Le sostanze maggiormente riscontrate sono gli erbicidi, seguiti a ruota da fungicidi e insetticidi. In ogni caso sono stati trovati pesticidi nel 56,9% dei 1.355 punti di monitoraggio delle acque superficiali e nel 31% dei 2.145 punti di monitoraggio di quelle sotterranee. Per 253 punti di monitoraggio delle acque superficiali e per 152 di quelle sotterranee la concentrazione dei pesticidi supera i livelli di qualità ambientale.

Nei campioni spesso era presente una miscela di sostanze che in alcuni casi raggiungeva un totale di 36 differenti tipologie. L’ISPRA ha tenuto a precisare che «l’Uomo, gli altri organismi e l’Ambiente sono pertanto esposti a un ‘cocktail’ di sostanze chimiche di cui non si conoscono adeguatamente gli effetti, per l’assenza di dati sperimentali. Come segnalato anche dai comitati scientifici della Commissione Europea, il rischio derivante dall’esposizione a miscele di sostanze è sottostimato dalle metodologie utilizzate in fase di autorizzazione, che valutano le singole sostanze e non tengono conto degli effetti cumulativi».

Anche Legambiente ha svolto un’indagine sull’uso e relative conseguenze dei pesticidi e anche il suo Rapporto fa riferimento all’anno 2012. «Un terzo dei campioni di frutta e verdura analizzati (dati ufficiali forniti da Arpa, Asl e uffici pubblici regionali competenti) presenta residui di fitofarmaci, e aumentano i campioni da record, con tanti, fino a nove, principi attivi presenti contemporaneamente.
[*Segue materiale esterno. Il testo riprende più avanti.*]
//! Federated login: sending the user to their identity provider and consuming
//! the response it posts back to the assertion consumer service.
use chrono::Utc;
use serde::Deserialize;
use url::form_urlencoded;
use warp::{
    http::{self, header, StatusCode},
    Rejection, Reply,
};

use crate::{
    codec::{decode_post, encode_redirect, PostForm},
    config::{ConfigStore, IdentityProviderConfig, Settings},
    debug,
    error::Error,
    identity,
    message::{self, AuthnRequest, Message, Response},
    session::{self, LocalSession},
    store::Store,
    validator::{self, Expectations},
};

/// Cookie holding the ID of the AuthnRequest the browser was sent off with.
pub const AUTHN_REQUEST_COOKIE: &str = "spire_authn_request";
pub const SESSION_COOKIE: &str = "spire_session";
/// One-shot message for the login page.
pub const FLASH_COOKIE: &str = "spire_flash";

pub(crate) type HttpResult = Result<http::Response<String>, http::Error>;

#[derive(Deserialize, Debug, Default)]
pub struct LoginParams {
    /// Ask the identity provider to authenticate again even when it has a
    /// session. Any value but `0` or `false` counts.
    pub force_login: Option<String>,
    /// Local path to land on after logging in.
    pub return_to: Option<String>,
}

impl LoginParams {
    fn force_login(&self) -> bool {
        !matches!(self.force_login.as_deref(), None | Some("0") | Some("false"))
    }
}

/// Whether `target` stays on this site.
pub(crate) fn is_local_path(target: &str) -> bool {
    target.starts_with('/') && !target.starts_with("//") && !target.contains('\\')
}

pub(crate) fn redirect(location: &str) -> http::response::Builder {
    http::Response::builder()
        .status(StatusCode::FOUND)
        .header(header::LOCATION, location)
}

pub(crate) fn cookie(name: &str, value: &str, path: &str, same_site: &str) -> String {
    format!(
        "{}={}; Path={}; HttpOnly; Secure; SameSite={}",
        name, value, path, same_site
    )
}

pub(crate) fn expired_cookie(name: &str, path: &str) -> String {
    format!("{}=; Path={}; Max-Age=0", name, path)
}

fn authn_request_cookie_path(tenant: &str) -> String {
    format!("/{}/login", tenant)
}

/// Reply for a failed request: policy failures go back to the login page with
/// a flash, everything else ends with its status and a generic message.
pub(crate) fn failure_reply(settings: &Settings, error: &Error) -> HttpResult {
    match error.status_code() {
        StatusCode::FOUND => {
            let flash: String = form_urlencoded::byte_serialize(error.user_message().as_bytes())
                .collect();
            redirect(&settings.config.login_path)
                .header(
                    header::SET_COOKIE,
                    cookie(FLASH_COOKIE, &flash, "/", "Lax"),
                )
                .body(String::new())
        }
        status => http::Response::builder()
            .status(status)
            .header(header::CONTENT_TYPE, "text/plain")
            .body(error.user_message().to_owned()),
    }
}

/// An AuthnRequest on its way out.
#[derive(Debug)]
pub struct LoginRedirect {
    pub request_id: String,
    pub location: String,
}

fn select_idp<'a>(
    settings: &'a Settings,
    tenant: &str,
    idp_id: Option<&str>,
) -> Result<&'a IdentityProviderConfig, Error> {
    match idp_id {
        Some(idp_id) => settings.load_idp_config(tenant, idp_id),
        None => settings.default_idp(tenant),
    }
}

/// Build the AuthnRequest for `idp_id` (or the tenant's default provider) and
/// remember its ID until the response comes back.
#[tracing::instrument(level = "info", skip(store, settings, params), err)]
pub async fn begin_login<S: Store>(
    store: &S,
    settings: &Settings,
    tenant: &str,
    idp_id: Option<&str>,
    params: &LoginParams,
) -> Result<LoginRedirect, Error> {
    let idp = select_idp(settings, tenant, idp_id)?;
    let request = AuthnRequest {
        id: message::generate_id(),
        issue_instant: message::now(),
        destination: idp.sso_url.clone(),
        issuer: settings.sp_entity_id(tenant)?,
        assertion_consumer_service_url: settings.acs_url(tenant),
        force_authn: params.force_login(),
        name_id_format: idp.name_id_format.clone(),
        requested_authn_context: idp.requested_authn_context.clone(),
    };
    let relay_state = params.return_to.as_deref().filter(|r| is_local_path(r));
    store
        .save_request_id(&request.id, relay_state, None, settings.request_ttl())
        .await?;
    debug::sink_for(store, idp).set(debug::AUTHN_REQUEST_ID, &request.id);

    let location = encode_redirect(&request, relay_state, settings.redirect_signing(idp))?;
    tracing::info!("Sending AuthnRequest {} to {}", request.id, idp.id);
    Ok(LoginRedirect {
        request_id: request.id,
        location,
    })
}

/// A completed login.
#[derive(Debug)]
pub struct LoginSuccess {
    pub session: LocalSession,
    /// Where to send the browser next.
    pub redirect: String,
}

/// Consume a `SAMLResponse` posted by an identity provider.
///
/// `authn_request_id` is the outstanding request this browser started, if
/// any. Without one the response is treated as IdP initiated.
#[tracing::instrument(level = "info", skip(store, settings, form, authn_request_id), err)]
pub async fn consume_response<S: Store>(
    store: &S,
    settings: &Settings,
    tenant: &str,
    form: &PostForm,
    authn_request_id: Option<&str>,
) -> Result<LoginSuccess, Error> {
    let mut decoded = decode_post(form)?;
    if !matches!(decoded.message, Message::Response(_)) {
        return Err(Error::UnknownMessageType(decoded.message.kind().into()));
    }
    let idp = settings.idp_for_issuer(tenant, decoded.message.issuer())?;
    let sink = debug::sink_for(store, idp);
    sink.set(debug::RESPONSE, &decoded.xml);

    let certs = idp.certificates()?;
    if !certs.is_empty() {
        decoded.verify_signature(&certs)?;
    }
    decoded.decrypt(&settings.key, &certs)?;
    let response = match decoded.message {
        Message::Response(response) => response,
        other => return Err(Error::UnknownMessageType(other.kind().into())),
    };
    if let Some(in_response_to) = &response.in_response_to {
        sink.set(debug::IN_RESPONSE_TO, in_response_to);
    }

    let outcome = complete_login(
        store,
        settings,
        tenant,
        idp,
        &response,
        authn_request_id,
        decoded.relay_state.as_deref(),
        &*sink,
    )
    .await;
    match &outcome {
        Ok(login) => sink.set(
            debug::LOGIN_RESULT,
            &format!("logged in identity {}", login.session.identity_id),
        ),
        Err(e) => sink.set(debug::LOGIN_RESULT, &e.to_string()),
    }
    outcome
}

#[allow(clippy::too_many_arguments)]
async fn complete_login<S: Store>(
    store: &S,
    settings: &Settings,
    tenant: &str,
    idp: &IdentityProviderConfig,
    response: &Response,
    authn_request_id: Option<&str>,
    posted_relay_state: Option<&str>,
    sink: &dyn debug::DebugSink,
) -> Result<LoginSuccess, Error> {
    // The request this browser started must still be outstanding. Consuming
    // it makes a second response to the same request fail correlation.
    let outstanding = match authn_request_id {
        Some(id) => match store.consume_request_id(id).await? {
            Some(outstanding) => Some(outstanding),
            None => {
                return Err(Error::CorrelationMismatch {
                    expected: id.to_owned(),
                    actual: response.in_response_to.clone(),
                })
            }
        },
        None => None,
    };

    let now = Utc::now();
    let sp_entity_id = settings.sp_entity_id(tenant)?;
    let acs_url = settings.acs_url(tenant);
    let expectations = Expectations {
        sp_entity_id: &sp_entity_id,
        acs_url: &acs_url,
        expected_request_id: outstanding.as_ref().map(|o| o.id.as_str()),
        now,
        clock_skew: settings.clock_skew(),
    };
    let mut result = validator::validate(response, idp, &expectations);
    if settings.config.prevent_assertion_replay {
        validator::check_replay(store, response, now, &mut result).await?;
    }
    if !result.is_valid() {
        tracing::warn!("Response {} failed validation: {}", response.id, result);
        sink.set(debug::VALIDATION_ERRORS, &result.to_string());
    }
    result.into_result()?;

    let assertion = response
        .assertions
        .first()
        .ok_or_else(|| Error::ConditionsFailed("response carries no assertion".into()))?;
    let identity = identity::resolve(store, tenant, assertion, idp).await?;
    let session = session::bind(store, &identity, assertion, idp).await?;

    let redirect = outstanding
        .and_then(|o| o.relay_state)
        .or_else(|| posted_relay_state.map(String::from))
        .filter(|target| is_local_path(target))
        .unwrap_or_else(|| settings.config.default_redirect.clone());
    Ok(LoginSuccess { session, redirect })
}

/// Send the browser to its identity provider.
#[tracing::instrument(level = "info", skip(params, store, settings))]
pub async fn login_handler<S: Store>(
    tenant: String,
    idp_id: Option<String>,
    params: LoginParams,
    store: S,
    settings: Settings,
) -> Result<impl Reply, Rejection> {
    match begin_login(&store, &settings, &tenant, idp_id.as_deref(), &params).await {
        Ok(login) => Ok(redirect(&login.location)
            .header(
                header::SET_COOKIE,
                cookie(
                    AUTHN_REQUEST_COOKIE,
                    &login.request_id,
                    &authn_request_cookie_path(&tenant),
                    "None",
                ),
            )
            .body(String::new())),
        Err(e) => {
            tracing::error!("Failed to start login: {}", e);
            Ok(failure_reply(&settings, &e))
        }
    }
}

/// Assertion consumer service.
///
/// The identity provider posts its response here through the browser. A
/// successful login sets the session cookie and redirects onwards.
#[tracing::instrument(level = "info", skip(form, authn_request_id, store, settings))]
pub async fn consume_handler<S: Store>(
    tenant: String,
    form: PostForm,
    authn_request_id: Option<String>,
    store: S,
    settings: Settings,
) -> Result<impl Reply, Rejection> {
    let outcome = consume_response(
        &store,
        &settings,
        &tenant,
        &form,
        authn_request_id.as_deref(),
    )
    .await;
    match outcome {
        Ok(login) => Ok(redirect(&login.redirect)
            .header(
                header::SET_COOKIE,
                cookie(SESSION_COOKIE, &login.session.id, "/", "Lax"),
            )
            .header(
                header::SET_COOKIE,
                expired_cookie(AUTHN_REQUEST_COOKIE, &authn_request_cookie_path(&tenant)),
            )
            .body(String::new())),
        Err(e) => {
            tracing::error!("Login failed: {}", e);
            Ok(failure_reply(&settings, &e))
        }
    }
}
impl Assertion {
    pub(crate) fn from_node(node: Node) -> Result<Self, Error> {
        let subject = xml::child(node, ASSERTION_NS, "Subject");
        let subject_confirmations = subject
            .into_iter()
            .flat_map(|s| xml::children(s, ASSERTION_NS, "SubjectConfirmation"))
            .map(|confirmation| {
                let data = xml::child(confirmation, ASSERTION_NS, "SubjectConfirmationData");
                Ok(SubjectConfirmation {
                    method: confirmation.attribute("Method").map(String::from),
                    not_on_or_after: match data {
                        Some(data) => xml::instant_attribute(data, "NotOnOrAfter")?,
                        None => None,
                    },
                    recipient: data
                        .and_then(|d| d.attribute("Recipient"))
                        .map(String::from),
                    in_response_to: data
                        .and_then(|d| d.attribute("InResponseTo"))
                        .map(String::from),
                })
            })
            .collect::<Result<Vec<_>, Error>>()?;

        let conditions = match xml::child(node, ASSERTION_NS, "Conditions") {
            Some(conditions) => Some(Conditions {
                not_before: xml::instant_attribute(conditions, "NotBefore")?,
                not_on_or_after: xml::instant_attribute(conditions, "NotOnOrAfter")?,
                audience_restrictions: xml::children(conditions, ASSERTION_NS, "AudienceRestriction")
                    .map(|restriction| {
                        xml::children(restriction, ASSERTION_NS, "Audience")
                            .filter_map(xml::text)
                            .collect()
                    })
                    .collect(),
            }),
            None => None,
        };

        let authn_statements = xml::children(node, ASSERTION_NS, "AuthnStatement")
            .map(|statement| {
                Ok(AuthnStatement {
                    session_index: statement.attribute("SessionIndex").map(String::from),
                    authn_instant: xml::instant_attribute(statement, "AuthnInstant")?,
                    session_not_on_or_after: xml::instant_attribute(
                        statement,
                        "SessionNotOnOrAfter",
                    )?,
                })
            })
            .collect::<Result<Vec<_>, Error>>()?;

        let mut attributes = Attributes::new();
        for statement in xml::children(node, ASSERTION_NS, "AttributeStatement") {
            for attribute in xml::children(statement, ASSERTION_NS, "Attribute") {
                let name = match attribute.attribute("Name") {
                    Some(name) => name.to_owned(),
                    None => continue,
                };
                let values = attribute
                    .children()
                    .filter(|c| xml::is(*c, ASSERTION_NS, "AttributeValue"))
                    .filter_map(xml::text);
                attributes.entry(name).or_default().extend(values);
            }
        }

        Ok(Self {
            id: node.attribute("ID").unwrap_or_default().to_owned(),
            issuer: xml::child_text(node, ASSERTION_NS, "Issuer"),
            issue_instant: xml::instant_attribute(node, "IssueInstant")?,
            name_id: subject
                .and_then(|s| xml::child(s, ASSERTION_NS, "NameID"))
                .map(NameId::from_node),
            subject_confirmations,
            conditions,
            authn_statements,
            attributes,
            signed: false,
        })
    }

    /// Parse the first assertion found in a standalone document, as produced
    /// by decrypting an `EncryptedAssertion`.
    pub fn from_document(doc: &Document) -> Result<Self, Error> {
        let node = doc
            .descendants()
            .find(|n| xml::is(*n, ASSERTION_NS, "Assertion"))
            .ok_or_else(|| Error::MalformedMessage("no Assertion in decrypted data".into()))?;
        Self::from_node(node)
    }

    /// Session index of the first authentication statement.
    pub fn session_index(&self) -> Option<&str> {
        self.authn_statements
            .first()
            .and_then(|s| s.session_index.as_deref())
    }
}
  • 9 residui trovati su un campione di uva.
  • 8 residui trovati su un campione di vino.
  • 6 residui trovati su un campione di mele.
  • 5 residui trovati su un campione di arance.
  • 5 residui trovati su un campione di pere.

La normativa fissa limiti per la protezione della salute solo sui singoli residui, non per gli effetti di più composti contemporaneamente (multiresidui). Ci sono avvertenze per i rischi dell’interazione tra più medicinali insieme ma non per sostanze pericolose come i pesticidi.»

Stando alle stime, negli ultimi 10 anni c’è stato un calo del 9,1% nelle vendite di fitofarmaci che raggiunge il 30,2% per i prodotti più pericolosi etichettati come molto tossici e tossici. Eppure la diminuzione dell’impiego tarda a dare esiti positivi nei monitoraggi che addirittura registrano un aumento delle sostanze rinvenute. Ciò può essere dovuto al fatto che le sostanze pesticida usate in agricoltura trovano largo impiego anche nei settori non agricoli dove però non ci sono monitoraggi e statistiche di confronto dati. Ma la causa principale è certamente riferibile alla persistenza di queste sostanze che soprattutto per le acque sotterranee originano una contaminazione ambientale spesso irreversibile.